Immunoconjugate modules. Immunoconjugates are composed of three different components: a monoclonal antibody, a therapeutic entity, and a linker that joins the antibody and the therapeutic agent. Using this basic immunoconjugate model, different therapeutic entities, including pharmacologics, radioactive agents, and toxins, can be delivered to the cancer cells.

Figure 2

Immunoconjugates structure. a | IgG is the typical antibody component of the immunoconjugate. The Fa domain of the antibody is responsible for the antigen binding. Through the use of various display technologies, the Fv molecules, composed of variable-heavy (V_H) and variable-light (V_L) chains, can be designed to achieve high antigen affinity. The Fc-region glycan, through point mutation or glycan modification, can be modified in immunoconjugate synthesis to link a therapeutic molecule for delivery to a cancer cell. b | Enzymatically cleaved antibody fragments such as Fab' or F(ab')₂ and their recombinantly designed counterparts are smaller than typical IgG, and thus are cleared more rapidly. c | Genetically engineered antibody-based molecules based on a single chain Fv (scFv) composed of the variable domains (V_H and V_L) of an antibody, combined or altered to construct a wide array of recombinant molecules including (scFV)₂, minibody, diabody, triabody and tetrabody. Many of these constructs are small enough to achieve highly selective tumour targeting, with potentials for both therapy and imaging applications.

Figure 3

Internalization process. a | Immunoconjugates with non-cleavable linkers are internalized once the antibody binds to the antigen on the cell surface.

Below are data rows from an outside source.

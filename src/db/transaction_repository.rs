// src/db/transaction_repository.rs
// DOCUMENTATION: Database access layer for the financial ledger
// PURPOSE: Ledger CRUD plus the aggregate queries behind the finance views

use crate::errors::FarmError;
use crate::models::Transaction;
use chrono::{DateTime, Utc};
use sqlx::PgPool;
use uuid::Uuid;

const TRANSACTION_COLUMNS: &str =
    "id, user_id, entry_type, category, amount, description, feed_id, occurred_on, created_at";

/// Raw month aggregate row for the cashflow chart
#[derive(Debug, sqlx::FromRow)]
pub struct CashflowRow {
    pub month: DateTime<Utc>,
    pub income: f64,
    pub expense: f64,
}

/// TransactionRepository: All database operations for ledger entries
/// DOCUMENTATION: Every query is scoped to the owning user
pub struct TransactionRepository;

impl TransactionRepository {
    /// Insert a ledger entry
    /// DOCUMENTATION: feed_id is Some only for entries mirrored from a
    /// feed purchase by the feed service
    pub async fn create_transaction(
        pool: &PgPool,
        user_id: Uuid,
        entry_type: &str,
        category: &str,
        amount: f64,
        description: &str,
        feed_id: Option<Uuid>,
        occurred_on: DateTime<Utc>,
    ) -> Result<Transaction, FarmError> {
        let transaction = sqlx::query_as::<_, Transaction>(&format!(
            r#"
            INSERT INTO transactions
                (user_id, entry_type, category, amount, description, feed_id, occurred_on, created_at)
            VALUES ($1, $2, $3, $4, $5, $6, $7, NOW())
            RETURNING {}
            "#,
            TRANSACTION_COLUMNS
        ))
        .bind(user_id)
        .bind(entry_type)
        .bind(category)
        .bind(amount)
        .bind(description)
        .bind(feed_id)
        .bind(occurred_on)
        .fetch_one(pool)
        .await
        .map_err(|e| {
            log::error!("Failed to create transaction: {}", e);
            FarmError::DatabaseError(e.to_string())
        })?;

        log::info!("Created transaction: {}", transaction.id);
        Ok(transaction)
    }

    /// Find the ledger entry mirroring a feed purchase, if one exists
    /// DOCUMENTATION: At most one such entry exists at any time
    pub async fn get_by_feed_id(
        pool: &PgPool,
        user_id: Uuid,
        feed_id: Uuid,
    ) -> Result<Option<Transaction>, FarmError> {
        let transaction = sqlx::query_as::<_, Transaction>(&format!(
            "SELECT {} FROM transactions WHERE feed_id = $1 AND user_id = $2",
            TRANSACTION_COLUMNS
        ))
        .bind(feed_id)
        .bind(user_id)
        .fetch_optional(pool)
        .await
        .map_err(|e| {
            log::error!("Failed to fetch transaction for feed {}: {}", feed_id, e);
            FarmError::DatabaseError(e.to_string())
        })?;

        Ok(transaction)
    }

    /// Overwrite the mirrored fields of a feed-linked entry
    pub async fn update_mirrored(
        pool: &PgPool,
        id: Uuid,
        amount: f64,
        description: &str,
        occurred_on: DateTime<Utc>,
    ) -> Result<(), FarmError> {
        sqlx::query(
            r#"
            UPDATE transactions
            SET amount = $1, description = $2, occurred_on = $3
            WHERE id = $4
            "#,
        )
        .bind(amount)
        .bind(description)
        .bind(occurred_on)
        .bind(id)
        .execute(pool)
        .await
        .map_err(|e| {
            log::error!("Update failed for transaction {}: {}", id, e);
            FarmError::DatabaseError(e.to_string())
        })?;

        log::info!("Updated mirrored transaction: {}", id);
        Ok(())
    }

    /// List ledger entries, newest first, with pagination
    /// DOCUMENTATION: Returns tuple (results, total_count) for pagination
    pub async fn list(
        pool: &PgPool,
        user_id: Uuid,
        limit: i64,
        offset: i64,
    ) -> Result<(Vec<Transaction>, i64), FarmError> {
        let count: (i64,) =
            sqlx::query_as("SELECT COUNT(*) FROM transactions WHERE user_id = $1")
                .bind(user_id)
                .fetch_one(pool)
                .await
                .map_err(|e| {
                    log::error!("Count query error: {}", e);
                    FarmError::DatabaseError(e.to_string())
                })?;

        let transactions = sqlx::query_as::<_, Transaction>(&format!(
            r#"
            SELECT {} FROM transactions
            WHERE user_id = $1
            ORDER BY occurred_on DESC, created_at DESC
            LIMIT $2 OFFSET $3
            "#,
            TRANSACTION_COLUMNS
        ))
        .bind(user_id)
        .bind(limit)
        .bind(offset)
        .fetch_all(pool)
        .await
        .map_err(|e| {
            log::error!("Failed to list transactions: {}", e);
            FarmError::DatabaseError(e.to_string())
        })?;

        Ok((transactions, count.0))
    }

    /// Delete a ledger entry
    pub async fn delete_transaction(
        pool: &PgPool,
        user_id: Uuid,
        id: Uuid,
    ) -> Result<(), FarmError> {
        let rows = sqlx::query("DELETE FROM transactions WHERE id = $1 AND user_id = $2")
            .bind(id)
            .bind(user_id)
            .execute(pool)
            .await
            .map_err(|e| {
                log::error!("Delete failed for transaction {}: {}", id, e);
                FarmError::DatabaseError(e.to_string())
            })?
            .rows_affected();

        if rows == 0 {
            return Err(FarmError::NotFound(format!("Transaction {}", id)));
        }

        log::info!("Deleted transaction: {}", id);
        Ok(())
    }

    /// Delete the entry mirroring a feed purchase, if any
    /// DOCUMENTATION: Used when a purchase is zeroed or removed; deleting
    /// nothing is not an error
    pub async fn delete_by_feed_id(
        pool: &PgPool,
        user_id: Uuid,
        feed_id: Uuid,
    ) -> Result<u64, FarmError> {
        let rows = sqlx::query("DELETE FROM transactions WHERE feed_id = $1 AND user_id = $2")
            .bind(feed_id)
            .bind(user_id)
            .execute(pool)
            .await
            .map_err(|e| {
                log::error!("Delete failed for feed-linked transaction {}: {}", feed_id, e);
                FarmError::DatabaseError(e.to_string())
            })?
            .rows_affected();

        Ok(rows)
    }

    /// Whole-ledger income and expense totals
    /// DOCUMENTATION: Used for GET /transactions/summary endpoint
    pub async fn totals(pool: &PgPool, user_id: Uuid) -> Result<(f64, f64), FarmError> {
        let row: (f64, f64) = sqlx::query_as(
            r#"
            SELECT
                COALESCE(SUM(amount) FILTER (WHERE entry_type = 'income'), 0)::float8,
                COALESCE(SUM(amount) FILTER (WHERE entry_type = 'expense'), 0)::float8
            FROM transactions
            WHERE user_id = $1
            "#,
        )
        .bind(user_id)
        .fetch_one(pool)
        .await
        .map_err(|e| {
            log::error!("Totals query error: {}", e);
            FarmError::DatabaseError(e.to_string())
        })?;

        Ok(row)
    }

    /// Per-month income/expense sums since the given cutoff
    /// DOCUMENTATION: Months with no entries are absent from the result;
    /// the service zero-fills the chart window
    pub async fn monthly_cashflow(
        pool: &PgPool,
        user_id: Uuid,
        since: DateTime<Utc>,
    ) -> Result<Vec<CashflowRow>, FarmError> {
        let rows = sqlx::query_as::<_, CashflowRow>(
            r#"
            SELECT
                date_trunc('month', occurred_on) AS month,
                COALESCE(SUM(amount) FILTER (WHERE entry_type = 'income'), 0)::float8 AS income,
                COALESCE(SUM(amount) FILTER (WHERE entry_type = 'expense'), 0)::float8 AS expense
            FROM transactions
            WHERE user_id = $1 AND occurred_on >= $2
            GROUP BY 1
            ORDER BY 1
            "#,
        )
        .bind(user_id)
        .bind(since)
        .fetch_all(pool)
        .await
        .map_err(|e| {
            log::error!("Cashflow query error: {}", e);
            FarmError::DatabaseError(e.to_string())
        })?;

        Ok(rows)
    }
}
// src/services/mod.rs
// DOCUMENTATION: Services module organization
// PURPOSE: Re-export service components

pub mod auth_service;
pub mod batch_service;
pub mod egg_service;
pub mod feed_service;
pub mod ledger_service;
pub mod mortality_service;
pub mod timeline;
pub mod vaccination_service;

pub use auth_service::*;
pub use batch_service::*;
pub use egg_service::*;
pub use feed_service::*;
pub use ledger_service::*;
pub use mortality_service::*;
pub use vaccination_service::*;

Release of the therapeutic entity requires complete digestion of the antibody inside the lysosome. A thioether bond (see inset) is an example of a non-cleavable linker. b | Immunoconjugates with cleavable linkers are internalized once the antibody binds to the antigen on the cell surface. Release of the therapeutic is achieved by cleavage of the linker. Hydrazone bonds and disulfide bonds (see inset) are examples of commonly employed cleavable linkers. c | Immunoconjugates with cleavable linkers in some cases will undergo cleavage extracellularly, once bound to the cancer cell antigen, with the therapeutic entity undergoing internalization after being released.